Im Corona-Winter 2021 waren die Straßen zeitweise leer. Niemand durfte ohne triftigen Grund das Haus verlassen. Viele arbeiteten von zu Hause aus. Eine Folge waren weniger Unfälle. Für eine auf Verkehrsrecht spezialisierte Anwaltskanzlei aus Marktheidenfeld bedeuteten die Corona-Beschränkungen einen kräftigen Umsatzeinbruch. Die Kanzlei, die nun ihre anfänglich gewährten Überbrückungshilfen zurückzahlen sollte, klagte gegen den Ablehnungsbescheid. Eine erste Einschätzung des Würzburger Verwaltungsgerichts ließ jedoch keinen Zweifel daran, dass sie das Geld zurückzuzahlen hat.
Nach kurzem Überlegen zog Kanzleichef, Rechtsanwalt Armin Richartz, die Klage zurück. "Er habe Wichtigeres zu tun", erklärte er, ergänzte aber an die aus dem Süden angereisten Rechtsvertreter der Industrie- und Handelskammer für München und Oberbayern (IHK) gerichtet: "Es riecht ein Stück nach Willkür, da stellen wir einen Bezug zur Pandemie her, da nicht". Der ablehnende Bescheid habe seinen Eindruck noch verstärkt.
35 Prozent weniger Unfälle abgerechnet
Die Kanzlei, die einen Schwerpunkt auf der Abwicklung von Verkehrsunfällen hat, hatte im Juli 2021 bei der IHK den Antrag für eine Überbrückungshilfe des bayerischen Wirtschaftsministeriums gestellt und 9400 Euro unter Vorbehalt bewilligt bekommen. Die Hilfe bezog sich auf den Zeitraum Januar 2021 bis Juni 2021, als die Maßnahmen wieder aufgehoben wurden. Im Jahr 2021 habe die Kanzlei insbesondere im ersten Halbjahr 35 Prozent weniger Unfälle abgerechnet als in den Vorjahren.
Der Zusammenhang zur Pandemie und den vom Freistaat erlassenen Beschränkungen sei klar: "Es gab weniger Verkehr, weil es einen Lockdown gab." Die entfallenen Einnahmen seien zudem nicht nachholbar, sondern gänzlich entfallen. Auch im Bereich Zivilrecht seien die Umsätze rückläufig gewesen. Im Jahr 2022 hätten sich die Umsätze dann wieder dem Niveau vor Corona genähert.
Die rechtlichen Vertreter der IHK sehen dies anders und verteidigten die Ablehnung der Überbrückungshilfe. Die Kanzlei hätte den Antrag nicht stellen dürfen, da nicht von einem Umsatzeinbruch infolge der Infektionsschutzmaßnahmen auszugehen sei. Sie verwiesen auf das unternehmerische Geschäftsrisiko. Die Menschen hätten ihr Verhalten nur als Fernwirkung der Pandemie geändert und seien weniger Auto gefahren. Das Autofahren sei aber nicht verboten gewesen. Es sei demnach nicht von einem unmittelbaren Bezug zu den Maßnahmen auszugehen.

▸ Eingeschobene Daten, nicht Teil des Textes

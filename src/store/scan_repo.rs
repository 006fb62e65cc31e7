use super::models::{ScanSession, ScanStatus};
use super::{Store, invalid_column};
use anyhow::Result;
use chrono::Utc;
use rusqlite::{OptionalExtension, Row, params};
use std::path::PathBuf;

fn row_to_session(row: &Row<'_>) -> rusqlite::Result<ScanSession> {
    let raw_status: String = row.get(2)?;
    let status = ScanStatus::parse(&raw_status).ok_or_else(|| invalid_column(2, &raw_status))?;
    Ok(ScanSession {
        id: row.get(0)?,
        root_path: PathBuf::from(row.get::<_, String>(1)?),
        status,
        videos_found: row.get::<_, i64>(3)? as usize,
        started_at: row.get(4)?,
        completed_at: row.get(5)?,
    })
}

impl Store {
    pub fn insert_scan(&self, session: &ScanSession) -> Result<()> {
        self.conn().execute(
            "INSERT INTO scans (id, root_path, status, videos_found, started_at, completed_at) \
             VALUES (?1, ?2, ?3, ?4, ?5, ?6)",
            params![
                session.id,
                session.root_path.to_string_lossy(),
                session.status.as_str(),
                session.videos_found as i64,
                session.started_at,
                session.completed_at,
            ],
        )?;
        Ok(())
    }

    pub fn update_scan_found(&self, id: &str, videos_found: usize) -> Result<()> {
        self.conn().execute(
            "UPDATE scans SET videos_found = ?2 WHERE id = ?1",
            params![id, videos_found as i64],
        )?;
        Ok(())
    }

    pub fn finish_scan(&self, id: &str, status: ScanStatus) -> Result<()> {
        self.conn().execute(
            "UPDATE scans SET status = ?2, completed_at = ?3 WHERE id = ?1",
            params![id, status.as_str(), Utc::now()],
        )?;
        Ok(())
    }

    pub fn get_scan(&self, id: &str) -> Result<Option<ScanSession>> {
        Ok(self
            .conn()
            .query_row(
                "SELECT id, root_path, status, videos_found, started_at, completed_at \
                 FROM scans WHERE id = ?1",
                params![id],
                row_to_session,
            )
            .optional()?)
    }

    /// 最近的掃描紀錄
    pub fn recent_scans(&self, limit: usize) -> Result<Vec<ScanSession>> {
        let conn = self.conn();
        let mut stmt = conn.prepare(
            "SELECT id, root_path, status, videos_found, started_at, completed_at \
             FROM scans ORDER BY started_at DESC, rowid DESC LIMIT ?1",
        )?;
        let sessions = stmt.query_map(params![limit as i64], row_to_session)?;
        Ok(sessions.collect::<rusqlite::Result<Vec<_>>>()?)
    }
}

Zusammenhang mit Umsatzrückgang sollte erkennbar sein
Die IHK-Vertreter erläuterten anhand von Beispielen, wann die Hilfe dennoch gewährt wurde. Als Beispiel nannte er einen Bratwurststand auf einer Messe, die damals generell untersagt waren oder ein Taxi-Unternehmen, das vor allem Fahrgäste zur Messe transportiert: "Die Greifbarmachung des Umsatzrückgangs infolge der Beschränkungen ist die Voraussetzung für die Förderfähigkeit." Auch das Würzburger Verwaltungsgericht hatte kürzlich einen zu der Anwaltskanzlei ähnlich gelagerten Fall zu Ungunsten des Klägers entschieden.

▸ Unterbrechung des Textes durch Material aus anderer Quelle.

//! 影片庫控制代碼
//!
//! 所有衍生資料都放在根目錄下的隱藏資料夾中（資料庫 + proxies/），
//! 整個影片庫可以連同根目錄一起搬移。

use crate::store::Store;
use crate::tools::{ensure_directory_exists, validate_directory_exists};
use anyhow::{Context, Result};
use log::{info, warn};
use std::fs;
use std::path::{Path, PathBuf};
use std::sync::atomic::{AtomicBool, Ordering};

pub const DATA_DIR_NAME: &str = ".catalog-data";
pub const DATABASE_FILE: &str = "catalog.db";
pub const PROXIES_DIR: &str = "proxies";

#[derive(Debug, Clone, PartialEq, Eq)]
pub struct CatalogLayout {
    pub root: PathBuf,
    pub data_dir: PathBuf,
    pub proxies_dir: PathBuf,
    pub database_path: PathBuf,
}

impl CatalogLayout {
    #[must_use]
    pub fn new(root: &Path) -> Self {
        let data_dir = root.join(DATA_DIR_NAME);
        Self {
            root: root.to_path_buf(),
            proxies_dir: data_dir.join(PROXIES_DIR),
            database_path: data_dir.join(DATABASE_FILE),
            data_dir,
        }
    }

    #[must_use]
    pub fn thumbnail_path(&self, video_id: &str) -> PathBuf {
        self.proxies_dir.join(format!("{video_id}_thumb.jpg"))
    }

    #[must_use]
    pub fn sprite_path(&self, video_id: &str) -> PathBuf {
        self.proxies_dir.join(format!("{video_id}_sprite.jpg"))
    }

    #[must_use]
    pub fn proxy_path(&self, video_id: &str) -> PathBuf {
        self.proxies_dir.join(format!("{video_id}_proxy.mp4"))
    }
}

/// 單一旗標的 RAII 守衛，離開作用域時自動釋放
#[derive(Debug)]
pub struct FlagGuard<'a> {
    flag: &'a AtomicBool,
}

impl<'a> FlagGuard<'a> {
    /// 旗標未被佔用時取得；已被佔用則回傳 `None`
    #[must_use]
    pub fn acquire(flag: &'a AtomicBool) -> Option<Self> {
        flag.compare_exchange(false, true, Ordering::SeqCst, Ordering::SeqCst)
            .ok()
            .map(|_| Self { flag })
    }

    /// 接手一個已由他處設為 `true` 的旗標
    #[must_use]
    pub fn adopt(flag: &'a AtomicBool) -> Self {
        Self { flag }
    }
}

impl Drop for FlagGuard<'_> {
    fn drop(&mut self) {
        self.flag.store(false, Ordering::SeqCst);
    }
}

/// 一個已開啟的影片庫
///
/// 同時只允許一個掃描、一個 proxy 佇列工作迴圈，狀態由此物件持有。
pub struct Library {
    layout: CatalogLayout,
    store: Store,
    scan_active: AtomicBool,
    queue_running: AtomicBool,
}

impl Library {
    /// 開啟（或建立）影片庫
    pub fn open(root: &Path) -> Result<Self> {
        validate_directory_exists(root)?;
        let root = root
            .canonicalize()
            .with_context(|| format!("無法解析路徑: {}", root.display()))?;
        let layout = CatalogLayout::new(&root);

        ensure_directory_exists(&layout.data_dir)?;
        ensure_directory_exists(&layout.proxies_dir)?;
        let store = Store::open(&layout.database_path)?;

        info!("已開啟影片庫: {}", root.display());
        Ok(Self::with_store(layout, store))
    }

    /// 使用指定的 store 建立（測試或自訂儲存位置時使用）
    #[must_use]
    pub fn with_store(layout: CatalogLayout, store: Store) -> Self {
        Self {
            layout,
            store,
            scan_active: AtomicBool::new(false),
            queue_running: AtomicBool::new(false),
        }
    }

    #[must_use]
    pub fn root(&self) -> &Path {
        &self.layout.root
    }

    #[must_use]
    pub const fn layout(&self) -> &CatalogLayout {
        &self.layout
    }

    #[must_use]
    pub const fn store(&self) -> &Store {
        &self.store
    }

    #[must_use]
    pub fn is_scanning(&self) -> bool {
        self.scan_active.load(Ordering::SeqCst)
    }

    #[must_use]
    pub fn is_queue_running(&self) -> bool {
        self.queue_running.load(Ordering::SeqCst)
    }

    pub(crate) fn try_begin_scan(&self) -> Option<FlagGuard<'_>> {
        FlagGuard::acquire(&self.scan_active)
    }

    pub(crate) const fn queue_flag(&self) -> &AtomicBool {
        &self.queue_running
    }

    /// 刪除某目錄（含子目錄）下所有影片紀錄及其衍生檔案
    pub fn purge_directory(&self, directory: &Path) -> Result<usize> {
        let removed = self.store.delete_videos_under_directory(directory)?;
        for video in &removed {
            for path in [&video.thumbnail_path, &video.sprite_path, &video.proxy_path]
                .into_iter()
                .flatten()
            {
                if path.exists() {
                    if let Err(e) = fs::remove_file(path) {
                        warn!("無法刪除衍生檔案 {}: {}", path.display(), e);
                    }
                }
            }
        }
        info!("已清除 {} 筆影片紀錄: {}", removed.len(), directory.display());
        Ok(removed.len())
    }

    /// 刪除整個影片庫快取（資料庫與所有衍生檔案），需重新掃描
    pub fn clear_cache(self) -> Result<()> {
        let data_dir = self.layout.data_dir.clone();
        drop(self);
        if data_dir.exists() {
            fs::remove_dir_all(&data_dir)
                .with_context(|| format!("無法刪除快取資料夾: {}", data_dir.display()))?;
        }
        info!("已清除快取: {}", data_dir.display());
        Ok(())
    }
}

Ganz so klar ist die Verwaltungspraxis dennoch nicht: In einem Nebensatz erwähnte der Rechtsanwalt der IHK, dass es sich bei den Entscheidungen über eine Hilfe, um ein "Massenverfahren" gehandelt habe, das auf eine unkomplizierte Verteilung der zur Verfügung stehenden Mittel ausgelegt gewesen sei. Es habe daher auch passieren können, dass die Entscheidung in einigen vergleichbaren Fällen anders ausfiel.